AN I FUCKING hate cross fit fairies LOL

Hate when you cant even lower the weight to your chest let alone your spotter is pretty much helping you bench that weak 225 cus your trying to look like a player, only one being played is you bitch, get to lifting proper

Adding planet fitness rules at my GOLDS, screw you i will grunt like arnold, yell like columbo, lift like juggernaut, and drop my weights when i have given my all to a set like it was meant to be done.


----------



## DF (Aug 1, 2012)

Take 2 steps back from the DB rack to do your fucking pussy ass curls....Ya fuck!


----------



## DarksideSix (Aug 1, 2012)

Dfeaton said:


> Take 2 steps back from the DB rack to do your fucking pussy ass curls....Ya fuck!
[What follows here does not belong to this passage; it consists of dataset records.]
//! 通用 API 响应模型
//!
//! 健康检查和错误响应使用统一的包装格式，
//! 价格数据接口直接返回记录数组。

use chrono::{SecondsFormat, Utc};
use serde::{Deserialize, Serialize};

/// 统一 API 响应结构
///
/// - success: 请求是否成功
/// - data: 响应数据（成功时有值）
/// - message: 响应消息
/// - timestamp: 响应时间戳（UTC）
#[derive(Debug, Serialize, Deserialize)]
pub struct ApiResponse<T> {
    /// 请求是否成功
    pub success: bool,
    /// 响应数据
    pub data: Option<T>,
    /// 响应消息
    pub message: String,
    /// 响应时间戳（RFC 3339 格式）
    pub timestamp: String,
}

impl<T> ApiResponse<T> {
    /// 创建成功响应
    pub fn success(data: T) -> Self {
        Self {
            success: true,
            data: Some(data),
            message: "Success".to_string(),
            timestamp: Utc::now().to_rfc3339_opts(SecondsFormat::Secs, true),
        }
    }

    /// 创建错误响应
    pub fn error(message: String) -> Self {
        Self {
            success: false,
            data: None,
            message,
            timestamp: Utc::now().to_rfc3339_opts(SecondsFormat::Secs, true),
        }
    }
}
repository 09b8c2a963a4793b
//! 价格区间服务
//!
//! 获取历史K线 → 计算衍生指标 →（完整视图）合并参考数据

use crate::error::AppError;
use crate::models::{PriceQuery, PriceRecords, PriceView};

use super::enricher::enrich;
use super::merger::merge_all;
use super::source::MarketDataSource;

/// 按视图生成价格记录
///
/// 完整视图下历史K线与参考数据并发获取；参考数据获取失败时按缺失处理
pub async fn get_price_records(
    source: &dyn MarketDataSource,
    query: &PriceQuery,
    view: PriceView,
) -> Result<PriceRecords, AppError> {
    match view {
        PriceView::Bars => {
            let raw = source.fetch_history(&query.symbol, query.start, query.end).await?;
            let bars = enrich(&raw)?;
            log::info!(
                "{} {} ~ {} 生成 {} 条K线指标",
                query.symbol,
                query.start,
                query.end,
                bars.len()
            );
            Ok(PriceRecords::Bars(bars))
        }
        PriceView::Full => {
            let (history, snapshot) = tokio::join!(
                source.fetch_history(&query.symbol, query.start, query.end),
                source.fetch_snapshot(&query.symbol)
            );

            let bars = enrich(&history?)?;
            let snapshot = match snapshot {
                Ok(snapshot) => Some(snapshot),
                Err(e) => {
                    log::warn!("{} 参考数据获取失败，使用默认值: {}", query.symbol, e);
                    None
                }
            };

            let quotes = merge_all(&bars, snapshot.as_ref(), &query.symbol);
            log::info!(
                "{} {} ~ {} 生成 {} 条完整报价",
                query.symbol,
                query.start,
                query.end,
                quotes.len()
            );
            Ok(PriceRecords::Quotes(quotes))
        }
    }
}
//! K线衍生指标计算
//!
//! 将按时间排序的原始K线序列转换为等长、同序的衍生指标序列。
//! 唯一的跨K线状态是上一根K线的收盘价，以显式的折叠累加器表示。

use crate::error::MetricsError;
use crate::models::{EnrichedBar, RawBar};

use super::common::{round_to, safe_div, LABEL_FORMAT};

/// 折叠累加器
#[derive(Debug, Clone, Copy, Default, PartialEq)]
pub struct EnrichState {
    /// 上一根K线的收盘价，首根K线之前为 None（不能用 0 表示）
    pub previous_close: Option<f64>,
}

/// 计算整段K线的衍生指标
///
/// # 错误
/// - 空序列返回 `NoData`
/// - 价格非有限值、最高价低于最低价、时间戳未严格递增返回 `InvalidInput`
pub fn enrich(raw_bars: &[RawBar]) -> Result<Vec<EnrichedBar>, MetricsError> {
    if raw_bars.is_empty() {
        return Err(MetricsError::NoData);
    }
    validate(raw_bars)?;

    let (_, enriched) = raw_bars.iter().fold(
        (EnrichState::default(), Vec::with_capacity(raw_bars.len())),
        |(state, mut out), bar| {
            let (next, enriched) = step(state, bar);
            out.push(enriched);
            (next, out)
        },
    );

    Ok(enriched)
}

/// 单步计算：根据累加器和当前K线生成衍生指标及新的累加器
pub fn step(state: EnrichState, bar: &RawBar) -> (EnrichState, EnrichedBar) {
    let (change, change_percent) = match state.previous_close {
        None => (0.0, 0.0),
        Some(previous_close) => {
            let change = bar.close - previous_close;
            (change, safe_div(change, previous_close) * 100.0)
        }
    };

    let vwap = (bar.high + bar.low + bar.close) / 3.0;
    let change_over_time = safe_div(change, bar.close);
    let volume = bar.volume.unwrap_or(0);

    let enriched = EnrichedBar {
        date: bar.timestamp.to_rfc3339(),
        open: bar.open,
        high: bar.high,
        low: bar.low,
        close: bar.close,
        adj_close: bar.close,
        volume,
        unadjusted_volume: volume,
        change: round_to(change, 2),
        change_percent: round_to(change_percent, 2),
        vwap: round_to(vwap, 2),
        label: bar.timestamp.format(LABEL_FORMAT).to_string(),
        change_over_time: round_to(change_over_time, 4),
        timestamp: bar.timestamp,
        previous_close: state.previous_close,
    };

    let next = EnrichState {
        previous_close: Some(bar.close),
    };

    (next, enriched)
}

fn validate(raw_bars: &[RawBar]) -> Result<(), MetricsError> {
    for (i, bar) in raw_bars.iter().enumerate() {
        if ![bar.open, bar.high, bar.low, bar.close].iter().all(|v| v.is_finite()) {
            return Err(MetricsError::InvalidInput(format!(
                "bar {} ({}) has a non-finite price",
                i, bar.timestamp
            )));
        }
        if bar.high < bar.low {
            return Err(MetricsError::InvalidInput(format!(
                "bar {} ({}) has high {} below low {}",
                i, bar.timestamp, bar.high, bar.low
            )));
        }
    }

    if let Some(pos) = raw_bars
        .windows(2)
        .position(|pair| pair[1].timestamp <= pair[0].timestamp)
    {
        return Err(MetricsError::InvalidInput(format!(
            "timestamps not strictly increasing at bar {} ({} after {})",
            pos + 1,
            raw_bars[pos + 1].timestamp,
            raw_bars[pos].timestamp
        )));
    }

    Ok(())
}
mod api_key;

pub use api_key::ApiKeyMiddleware;
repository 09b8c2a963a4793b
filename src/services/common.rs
//! 公共常量和数值辅助函数

// ==================== Yahoo Finance API 常量 ====================

/// Yahoo Finance 默认 API 地址
pub const YAHOO_API_BASE: &str = "https://query1.finance.yahoo.com";
/// 用于建立会话 Cookie 的地址
pub const YAHOO_COOKIE_URL: &str = "https://fc.yahoo.com";
/// 历史K线 API 路径（后接行情代码）
pub const YAHOO_CHART_PATH: &str = "v8/finance/chart";
/// 报价 API 路径
pub const YAHOO_QUOTE_PATH: &str = "v7/finance/quote";
/// Crumb API 路径
pub const YAHOO_CRUMB_PATH: &str = "v1/test/getcrumb";
/// 默认 User-Agent
pub const DEFAULT_USER_AGENT: &str =
    "Mozilla/5.0 (Windows NT 10.0; Win64; x64) AppleWebKit/537.36";

// ==================== 参考数据默认值 ====================

/// 默认行情代码（COMEX 黄金期货）
pub const DEFAULT_SYMBOL: &str = "GC=F";
/// 参考数据缺失时的品种名称
pub const DEFAULT_NAME: &str = "Gold";
/// 参考数据缺失时的交易所
pub const DEFAULT_EXCHANGE: &str = "COMEX";

/// 展示用日期格式，如 "Jan 02, 2024"
pub const LABEL_FORMAT: &str = "%b %d, %Y";

/// 按指定小数位四舍五入，恰好在中点时取偶数
///
/// 基于浮点数的精确十进制值取舍，不先乘 10^n（乘法本身会产生舍入误差）
pub fn round_to(value: f64, decimals: usize) -> f64 {
    format!("{:.*}", decimals, value).parse().unwrap_or(value)
}

/// 除数为 0 时返回 0
pub fn safe_div(numerator: f64, denominator: f64) -> f64 {
    if denominator != 0.0 {
        numerator / denominator
    } else {
        0.0
    }
}
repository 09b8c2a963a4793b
//! Yahoo Finance 数据源
//!
//! - 历史日K线：/v8/finance/chart/{symbol}
//! - 参考数据：/v7/finance/quote（需要会话 Cookie 和 crumb）

use std::time::Duration;

use anyhow::{anyhow, Result};
use async_trait::async_trait;
use chrono::{NaiveDate, NaiveTime, TimeZone};
use chrono_tz::Tz;
use reqwest::Client;
use serde_json::Value;
use tokio::sync::Mutex;
use url::Url;

use crate::config::AppConfig;
use crate::models::{RawBar, ReferenceSnapshot};

use super::common::{YAHOO_CHART_PATH, YAHOO_COOKIE_URL, YAHOO_CRUMB_PATH, YAHOO_QUOTE_PATH};
use super::source::MarketDataSource;

/// Yahoo Finance 数据源
pub struct YahooFinanceSource {
    /// HTTP 客户端（启用 Cookie 存储）
    client: Client,
    /// API 基础地址
    base_url: Url,
    /// crumb 缓存，会话失效时清空
    crumb: Mutex<Option<String>>,
}

impl YahooFinanceSource {
    pub fn new(config: &AppConfig) -> Result<Self> {
        let client = Client::builder()
            .timeout(Duration::from_secs(config.api.timeout_secs))
            .connect_timeout(Duration::from_secs(config.api.connect_timeout_secs))
            .user_agent(config.market.user_agent.clone())
            .cookie_store(true)
            .gzip(true)
            .build()?;

        let base_url = Url::parse(&config.market.base_url)
            .map_err(|e| anyhow!("无效的数据源地址 {}: {}", config.market.base_url, e))?;

        Ok(Self {
            client,
            base_url,
            crumb: Mutex::new(None),
        })
    }

    /// 拼接 API 地址，行情代码作为独立路径段编码
    fn endpoint(&self, path: &str, symbol: Option<&str>) -> Result<Url> {
        let mut url = self.base_url.clone();
        {
            let mut segments = url.path_segments_mut().map_err(|_| {
                anyhow!("数据源地址不能作为基础路径: {}", self.base_url)
            })?;
            segments.pop_if_empty().extend(path.split('/'));
            if let Some(symbol) = symbol {
                segments.push(symbol);
            }
        }
        Ok(url)
    }

    /// 获取 crumb，首次调用时先建立会话 Cookie
    async fn crumb(&self) -> Result<String> {
        let mut cached = self.crumb.lock().await;
        if let Some(crumb) = cached.as_ref() {
            return Ok(crumb.clone());
        }

        // 该地址通常返回 404，只需要响应里的 Cookie
        if let Err(e) = self.client.get(YAHOO_COOKIE_URL).send().await {
            log::debug!("建立会话 Cookie 失败: {}", e);
        }

        let url = self.endpoint(YAHOO_CRUMB_PATH, None)?;
        log::debug!("请求 crumb URL: {}", url);
        let response = self.client.get(url).send().await?;
        if !response.status().is_success() {
            return Err(anyhow!("获取 crumb 失败: {}", response.status()));
        }

        let crumb = response.text().await?.trim().to_string();
        if crumb.is_empty() || crumb.contains('<') {
            return Err(anyhow!("crumb 响应无效"));
        }

        *cached = Some(crumb.clone());
        Ok(crumb)
    }
}
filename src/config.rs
//! 配置模块
//!
//! 支持从 JSON 文件加载系统配置，环境变量优先级更高：
//! `HOST`、`PORT`、`API_KEY`、`LOG_LEVEL`

use serde::{Deserialize, Serialize};
use std::env;
use std::fs;
use std::path::Path;

use crate::services::common::{DEFAULT_SYMBOL, DEFAULT_USER_AGENT, YAHOO_API_BASE};

/// 服务器配置
#[derive(Debug, Clone, Serialize, Deserialize)]
pub struct ServerConfig {
    /// 监听地址
    #[serde(default = "default_host")]
    pub host: String,
    /// 监听端口
    #[serde(default = "default_port")]
    pub port: u16,
    /// 工作线程数（0 表示使用 CPU 核心数）
    #[serde(default)]
    pub workers: usize,
}

/// API 配置
#[derive(Debug, Clone, Serialize, Deserialize)]
pub struct ApiConfig {
    /// API Key（为空则不启用认证）
    #[serde(default)]
    pub api_key: String,
    /// 请求超时时间（秒）
    #[serde(default = "default_timeout")]
    pub timeout_secs: u64,
    /// 连接超时时间（秒）
    #[serde(default = "default_connect_timeout")]
    pub connect_timeout_secs: u64,
}

/// 日志配置
#[derive(Debug, Clone, Serialize, Deserialize)]
pub struct LogConfig {
    /// 日志级别: trace, debug, info, warn, error
    #[serde(default = "default_log_level")]
    pub level: String,
}

/// 行情数据源配置
#[derive(Debug, Clone, Serialize, Deserialize)]
pub struct MarketConfig {
    /// Yahoo Finance API 地址
    #[serde(default = "default_base_url")]
    pub base_url: String,
    /// 请求未指定代码时使用的行情代码
    #[serde(default = "default_symbol")]
    pub default_symbol: String,
    /// 请求数据源时的 User-Agent
    #[serde(default = "default_user_agent")]
    pub user_agent: String,
}

/// 应用配置
#[derive(Debug, Clone, Default, Serialize, Deserialize)]
pub struct AppConfig {
    /// 服务器配置
    #[serde(default)]
    pub server: ServerConfig,
    /// API 配置
    #[serde(default)]
    pub api: ApiConfig,
    /// 日志配置
    #[serde(default)]
    pub log: LogConfig,
    /// 数据源配置
    #[serde(default)]
    pub market: MarketConfig,
}

// 默认值函数
fn default_host() -> String { "0.0.0.0".to_string() }
fn default_port() -> u16 { 8000 }
fn default_timeout() -> u64 { 30 }
fn default_connect_timeout() -> u64 { 10 }
fn default_log_level() -> String { "info".to_string() }
fn default_base_url() -> String { YAHOO_API_BASE.to_string() }
fn default_symbol() -> String { DEFAULT_SYMBOL.to_string() }
fn default_user_agent() -> String { DEFAULT_USER_AGENT.to_string() }

impl Default for ServerConfig {
    fn default() -> Self {
        Self {
            host: default_host(),
            port: default_port(),
            workers: 0,
        }
    }
}

impl Default for ApiConfig {
    fn default() -> Self {
        Self {
            api_key: String::new(),
            timeout_secs: default_timeout(),
            connect_timeout_secs: default_connect_timeout(),
        }
    }
}

impl Default for LogConfig {
    fn default() -> Self {
        Self {
            level: default_log_level(),
        }
    }
}

impl Default for MarketConfig {
    fn default() -> Self {
        Self {
            base_url: default_base_url(),
            default_symbol: default_symbol(),
            user_agent: default_user_agent(),
        }
    }
}

impl AppConfig {
    /// 从 JSON 文件加载配置
    pub fn from_file<P: AsRef<Path>>(path: P) -> anyhow::Result<Self> {
        let content = fs::read_to_string(path)?;
        let config: AppConfig = serde_json::from_str(&content)?;
        Ok(config)
    }

    /// 加载配置，优先从文件，失败则使用默认值，最后叠加环境变量
    ///
    /// 此时日志系统尚未初始化，加载失败直接输出到 stderr
    pub fn load() -> Self {
        let config_paths = ["config.json", "config/config.json"];

        let mut config = config_paths
            .iter()
            .filter(|path| Path::new(path).exists())
            .find_map(|path| match Self::from_file(path) {
                Ok(config) => Some(config),
                Err(e) => {
                    eprintln!("加载配置文件 {} 失败: {}", path, e);
                    None
                }
            })
            .unwrap_or_default();

        config.apply_overrides(|key| env::var(key).ok());
        config
    }

    /// 用外部键值覆盖配置项，无法解析的端口被忽略
    pub fn apply_overrides<F>(&mut self, lookup: F)
    where
        F: Fn(&str) -> Option<String>,
    {
        if let Some(host) = lookup("HOST") {
            self.server.host = host;
        }
        if let Some(port) = lookup("PORT").and_then(|p| p.trim().parse().ok()) {
            self.server.port = port;
        }
        if let Some(api_key) = lookup("API_KEY") {
            self.api.api_key = api_key;
        }
        if let Some(level) = lookup("LOG_LEVEL") {
            self.log.level = level;
        }
    }

    /// 获取服务器绑定地址
    pub fn bind_addr(&self) -> String {
        format!("{}:{}", self.server.host, self.server.port)
    }
}
pub mod bar;
pub mod quote;
pub mod request;
pub mod response;

pub use bar::*;
pub use quote::*;
pub use request::*;
pub use response::*;
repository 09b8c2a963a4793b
use actix_web::{web, HttpResponse, Result};
use crate::models::ApiResponse;

pub async fn health_check() -> Result<HttpResponse> {
    let response = ApiResponse::success("Service is healthy");
    Ok(HttpResponse::Ok().json(response))
}

pub fn config(cfg: &mut web::ServiceConfig) {
    cfg.route("/health", web::get().to(health_check));
}
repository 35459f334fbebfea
//! Bounded position history of a single body
//!
//! A FIFO ring with fixed capacity: pushing past capacity evicts the oldest
//! sample. The history is never empty, it starts seeded with one position.

use std::collections::VecDeque;

use crate::simulation::states::NVec3;

#[derive(Debug, Clone, PartialEq)]
pub struct PoseHistory {
    samples: VecDeque<NVec3>,
    capacity: usize,
}

impl PoseHistory {
    /// New history holding only `x`. A zero capacity is treated as one.
    pub fn seeded(capacity: usize, x: NVec3) -> Self {
        let capacity = capacity.max(1);
        let mut samples = VecDeque::with_capacity(capacity);
        samples.push_back(x);
        Self { samples, capacity }
    }

    /// Append the newest sample, evicting the oldest once full
    pub fn push(&mut self, x: NVec3) {
        if self.samples.len() == self.capacity {
            self.samples.pop_front();
        }
        self.samples.push_back(x);
    }

    /// Drop everything and keep only `x`
    pub fn reset_to(&mut self, x: NVec3) {
        self.samples.clear();
        self.samples.push_back(x);
    }

    pub fn oldest(&self) -> NVec3 {
        // seeded on construction and never drained below one sample
        self.samples[0]
    }

    pub fn second_oldest(&self) -> Option<NVec3> {
        self.samples.get(1).copied()
    }

    pub fn newest(&self) -> NVec3 {
        self.samples[self.samples.len() - 1]
    }

    pub fn len(&self) -> usize {
        self.samples.len()
    }

    /// Never true once seeded
    pub fn is_empty(&self) -> bool {
        self.samples.is_empty()
    }

    pub fn capacity(&self) -> usize {
        self.capacity
    }

    pub fn is_full(&self) -> bool {
        self.samples.len() == self.capacity
    }

    /// Samples in chronological order, oldest first
    pub fn iter(&self) -> impl Iterator<Item = &NVec3> + '_ {
        self.samples.iter()
    }

    pub fn to_vec(&self) -> Vec<NVec3> {
        self.samples.iter().copied().collect()
    }
}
yeah i fucking hate that!!

People that don't rack their weights

People that use a piece of equipment for a fucking hour to do 3 sets.


----------



## Get Some (Aug 1, 2012)

#1 by far is people that are using the squat rack with 4 sets of dumbbells nearby and also will run over to the incline bench and say they are still using it. I walk by those guys and rip a fart every chance I get. Those guys are the biggest fuckin tools on the planet


----------



## PillarofBalance (Aug 1, 2012)

Juggernaut said:


> I hate headphones
> 
> improper spotting
> 
> ...



If those cross fit fucks aren't dealt with stat, they multiply like roaches


----------



## Juggernaut (Aug 1, 2012)

PillarofBalance said:


> If those cross fit fucks aren't dealt with stat, they multiply like roaches



aint no joke there


----------



## HH (Aug 1, 2012)

PillarofBalance said:


> If those cross fit fucks aren't dealt with stat, they multiply like roaches



Im not one to hate on crossfit, cause ive never tried it. But its true, if they arent dealt with they will multiply, i keep seeing them more and more in my gym by the week. There a time and place for everything, but dont FUCKING DO CROSSFIT SHIT WHEN ITS PRIME TIME PACKED AT THE GYM, FUCKS!!!!


----------



## LeanHerm (Aug 1, 2012)

Dfeaton said:


> Take 2 steps back from the DB rack to do your fucking pussy ass curls....Ya fuck!



I'm pretty sure this isn't new. Homos have been doing this at gyms for years.


----------



## Lulu66 (Aug 1, 2012)

Yupp crossfitters gotta be number one.

The jersey shore crowd thet does a set of curls and then stands in fron of the mirror flexing and shit.

Dumbasses in the squat rack doing something other then squats.

Fat fucks wearing xxxxsmall shirts to look swole

People that do chest on mondays. It is a proven fact that pextoral muscle tissue does not grow on mondays... By spotting these peple, i can tell who got theis routine off some magazine article, and knows shit bout lifting.

People with logs. It ticks me off when someone does a set of something, then goes and writes something in a book. Just go in there and lift the damn iron and get the fuck outta my way.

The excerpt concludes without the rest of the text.